O Grupo de Atuação Especial de Combate ao Crime Organizado (Gaeco) do Ministério Público (MP) deflagrou, nessa terça-feira (5), a Operação Fumaça com o objetivo de desarticular organização criminosa que praticava extorsão, corrupção passiva e concussão, dentre outros crimes.
Ao longo da investigação descobriu-se que os acusados identificavam potenciais vítimas dentre empresários que eram investigados criminalmente. O grupo prometia que iria interceder junto a autoridades públicas do sistema de Justiça penal para resolver as pendências criminais de suas vítimas e forjava mandados de prisão e notícias sobre operações do Gaeco contra suas vítimas prometendo que as ordens de prisão e operações seriam suspensas caso os valores exigidos fossem pagos.

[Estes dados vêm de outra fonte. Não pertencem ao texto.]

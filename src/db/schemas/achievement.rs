//! Achievement catalog document schema
//!
//! Catalog entries are administered out of band (see the `vitalog-seed`
//! binary) and read-only from the evaluator's perspective.

use bson::{doc, oid::ObjectId, Document};
use mongodb::options::IndexOptions;
use serde::{Deserialize, Serialize};

use crate::db::mongo::{IntoIndexes, MutMetadata};
use crate::db::schemas::Metadata;

/// Collection name for achievement definitions
pub const MASTER_ACHIEVEMENT_COLLECTION: &str = "masterAchievements";

/// Kind of activity log entry
#[derive(Serialize, Deserialize, Clone, Copy, Debug, PartialEq, Eq, Hash)]
#[serde(rename_all = "camelCase")]
pub enum LogKind {
    Meal,
    Workout,
    Sleep,
    Water,
}

impl LogKind {
    pub fn as_str(&self) -> &'static str {
        match self {
            LogKind::Meal => "meal",
            LogKind::Workout => "workout",
            LogKind::Sleep => "sleep",
            LogKind::Water => "water",
        }
    }
}

/// Numeric field of a log entry that criteria can target
#[derive(Serialize, Deserialize, Clone, Copy, Debug, PartialEq, Eq, Hash)]
#[serde(rename_all = "camelCase")]
pub enum MetricField {
    Calories,
    Protein,
    DurationMinutes,
    VolumeMl,
}

/// Threshold/criteria descriptor of an achievement definition
#[derive(Serialize, Deserialize, Clone, Debug, PartialEq)]
#[serde(tag = "kind", rename_all = "camelCase", rename_all_fields = "camelCase")]
pub enum Criteria {
    /// Count of a log kind for the user reaches `min`
    Count { log_kind: LogKind, min: u32 },

    /// Sum of a numeric field across all of the user's entries of a kind
    /// reaches `min`
    CumulativeSum {
        log_kind: LogKind,
        field: MetricField,
        min: f64,
    },

    /// At least one entry of a kind has `field >= min`
    SingleInstance {
        log_kind: LogKind,
        field: MetricField,
        min: f64,
    },

    /// Every one of the trailing `days` UTC calendar days ending today has
    /// at least one meal or workout
    ActivityStreak { days: u32 },

    /// A run of `length` consecutive records of a kind, scanned by date
    /// ascending, each with `field >= min`; the run counter resets on any
    /// failing record. Multiple same-day records are NOT de-duplicated.
    ValueStreak {
        log_kind: LogKind,
        field: MetricField,
        min: f64,
        length: u32,
    },
}

/// Achievement definition stored in the catalog
#[derive(Serialize, Deserialize, Clone, Debug)]
#[serde(rename_all = "camelCase")]
pub struct MasterAchievementDoc {
    /// MongoDB document ID
    #[serde(rename = "_id", skip_serializing_if = "Option::is_none")]
    pub _id: Option<ObjectId>,

    #[serde(default)]
    pub metadata: Metadata,

    /// Unique achievement identifier (e.g. "FiveMeals")
    #[serde(rename = "type")]
    pub achievement_type: String,

    /// Display name
    pub name: String,

    /// Display description
    pub description: String,

    /// Display icon path
    pub icon_url: String,

    /// When this achievement is earned
    pub criteria: Criteria,
}

impl MasterAchievementDoc {
    pub fn new(
        achievement_type: impl Into<String>,
        name: impl Into<String>,
        description: impl Into<String>,
        icon_url: impl Into<String>,
        criteria: Criteria,
    ) -> Self {
        Self {
            _id: None,
            metadata: Metadata::new(),
            achievement_type: achievement_type.into(),
            name: name.into(),
            description: description.into(),
            icon_url: icon_url.into(),
            criteria,
        }
    }
}

impl IntoIndexes for MasterAchievementDoc {
    fn into_indices() -> Vec<(Document, Option<IndexOptions>)> {
        vec![(
            doc! { "type": 1 },
            Some(
                IndexOptions::builder()
                    .unique(true)
                    .name("type_unique".to_string())
                    .build(),
            ),
        )]
    }
}

impl MutMetadata for MasterAchievementDoc {
    fn mut_metadata(&mut self) -> &mut Metadata {
        &mut self.metadata
    }
}

#[cfg(test)]
mod tests {
    use super::*;

    #[test]
    fn criteria_deserializes_from_tagged_json() {
        let json = r#"{
            "type": "Calories1000",
            "name": "1000 Calories Burned",
            "description": "Burn 1000 calories in total",
            "iconUrl": "/icons/1000-calories.png",
            "criteria": {
                "kind": "cumulativeSum",
                "logKind": "workout",
                "field": "calories",
                "min": 1000.0
            }
        }"#;

        let def: MasterAchievementDoc = serde_json::from_str(json).unwrap();
        assert_eq!(def.achievement_type, "Calories1000");
        assert_eq!(
            def.criteria,
            Criteria::CumulativeSum {
                log_kind: LogKind::Workout,
                field: MetricField::Calories,
                min: 1000.0,
            }
        );
    }

    #[test]
    fn streak_criteria_round_trips() {
        let criteria = Criteria::ValueStreak {
            log_kind: LogKind::Sleep,
            field: MetricField::DurationMinutes,
            min: 420.0,
            length: 3,
        };
        let json = serde_json::to_string(&criteria).unwrap();
        assert!(json.contains("\"kind\":\"valueStreak\""));
        assert_eq!(serde_json::from_str::<Criteria>(&json).unwrap(), criteria);
    }
}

Além do Gaeco, inclusive de Bauru, a ação contou com apoio da Polícia Militar, da Corregedoria da Polícia Civil e da Receita Federal. Foram cumpridos seis mandados de prisão preventiva em face de advogados, empresários e executivos e três mandados de condução coercitiva, dois deles contra agentes públicos. Também foram cumpridos 11 mandados de busca e apreensão, nas cidades de Rio Claro, Piracicaba, Itu, Piraju, Avaré e São Paulo.